(CHICAGO, IL) – Weekly doses of albumin-bound paclitaxel particles lead to longer survival and are better tolerated than solvent-based paclitaxel in patients with advanced non-small cell lung cancer (NSCLC), according to the results of a phase 3 study presented at the 2012 American Association of Clinical Oncology Annual Meeting.
Elderly patients (≥70 years) with advanced NSCLC are generally undertreated, with only approximately 30% receiving systemic therapy, said lead author Mark A. Socinski, MD, of the University of Pittsburgh Medical Center Cancer Pavilion, Pittsburgh, PA. He added that better, more tolerable therapeutic options are needed for this patient population. This study provided an analysis of efficacy and safety of a phase 3 trial comparing nab-paclitaxel (nab-P, albumin-bound paclitaxel particles) plus carboplatin (C) to solvent-based paclitaxel (sb-P) plus carboplatin in patients with advanced NSCLC that are ≥70 and <70 years of age.
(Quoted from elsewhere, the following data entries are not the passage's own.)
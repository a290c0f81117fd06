mod session;

pub use session::SessionScope;
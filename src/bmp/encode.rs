//! BMP encoder: uncompressed 24-bit, bottom-up, BITMAPINFOHEADER.

use enough::Stop;

use crate::error::BitmapError;
use crate::pixel::PixelGrid;

/// File header (14) plus info header (40).
pub(crate) const HEADER_SIZE: usize = 54;

/// 72 DPI expressed in pixels per meter.
const RESOLUTION_PPM: u32 = 2835;

/// Encode a grid as a 24-bit BMP.
pub(crate) fn encode_bmp(grid: &PixelGrid, stop: &dyn Stop) -> Result<Vec<u8>, BitmapError> {
    if grid.is_empty() {
        return Err(BitmapError::EmptyGrid);
    }

    let w = grid.width();
    let h = grid.height();
    let too_large = || BitmapError::DimensionsTooLarge {
        width: w as u64,
        height: h as u64,
    };

    let row_bytes = w.checked_mul(3).ok_or_else(too_large)?;
    let pad_bytes = (4 - row_bytes % 4) % 4;
    let row_stride = row_bytes + pad_bytes;
    let pixel_data_size = row_stride.checked_mul(h).ok_or_else(too_large)?;
    let file_size = pixel_data_size
        .checked_add(HEADER_SIZE)
        .ok_or_else(too_large)?;
    let width = u32::try_from(w).map_err(|_| too_large())?;
    let height = u32::try_from(h).map_err(|_| too_large())?;
    if u32::try_from(file_size).is_err() {
        return Err(too_large());
    }

    stop.check()?;

    let mut out = Vec::with_capacity(file_size);
    write_bmp_header(&mut out, file_size as u32, pixel_data_size as u32, width, height);

    for (i, row) in grid.rows().rev().enumerate() {
        if i % 16 == 0 {
            stop.check()?;
        }
        for px in row {
            out.push(px.b);
            out.push(px.g);
            out.push(px.r);
        }
        out.extend(core::iter::repeat_n(0u8, pad_bytes));
    }

    Ok(out)
}

fn write_bmp_header(
    out: &mut Vec<u8>,
    file_size: u32,
    pixel_data_size: u32,
    width: u32,
    height: u32,
) {
    // File header (14 bytes)
    out.extend_from_slice(b"BM");
    out.extend_from_slice(&file_size.to_le_bytes());
    out.extend_from_slice(&[0u8; 4]); // reserved
    out.extend_from_slice(&(HEADER_SIZE as u32).to_le_bytes()); // data offset

    // Info header (BITMAPINFOHEADER, 40 bytes)
    out.extend_from_slice(&40u32.to_le_bytes());
    out.extend_from_slice(&width.to_le_bytes());
    out.extend_from_slice(&height.to_le_bytes()); // positive = bottom-up
    out.extend_from_slice(&1u16.to_le_bytes()); // planes
    out.extend_from_slice(&24u16.to_le_bytes());
    out.extend_from_slice(&0u32.to_le_bytes()); // compression
    out.extend_from_slice(&pixel_data_size.to_le_bytes());
    out.extend_from_slice(&RESOLUTION_PPM.to_le_bytes());
    out.extend_from_slice(&RESOLUTION_PPM.to_le_bytes());
    out.extend_from_slice(&0u32.to_le_bytes()); // colors used
    out.extend_from_slice(&0u32.to_le_bytes()); // important colors
}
In both age cohorts, overall response rate was higher in the nab-P/C vs the sb-P/C arm (≥70: 34% vs 24%, P=0.196; <70: 32% vs 25%, P=0.013). In patients ≥70 years old, PFS trended in favor of nab-P/C (median 8.0 vs 6.8 months, HR=0.687, P=0.134) and OS was significantly improved (median 19.9 vs 10.4 months, HR=0.583, P=0.009). In contrast, differences were not found for PFS (6.0 vs 5.8 median months, HR=0.903, P=0.256) or OS (11.4 vs 11.3 median months, HR=0.999, P=0.988) among patients <70 years old.
Adverse events were similar in patients ≥70 years old vs the entire study population, with less grade 3/4 neutropenia (P<0.05) and neuropathy (P<0.05), but increased thrombocytopenia (P=NS) and anemia (P<0.05) in the nab-P/C vs sb-P/C arms.
Dr. Socinski and colleagues concluded that, in elderly patients with advanced NSCLC, nab-P/C as first-line therapy was well tolerated and led to improved overall response rate and progression-free survival, with significantly longer overall survival vs solvent-based paclitaxel.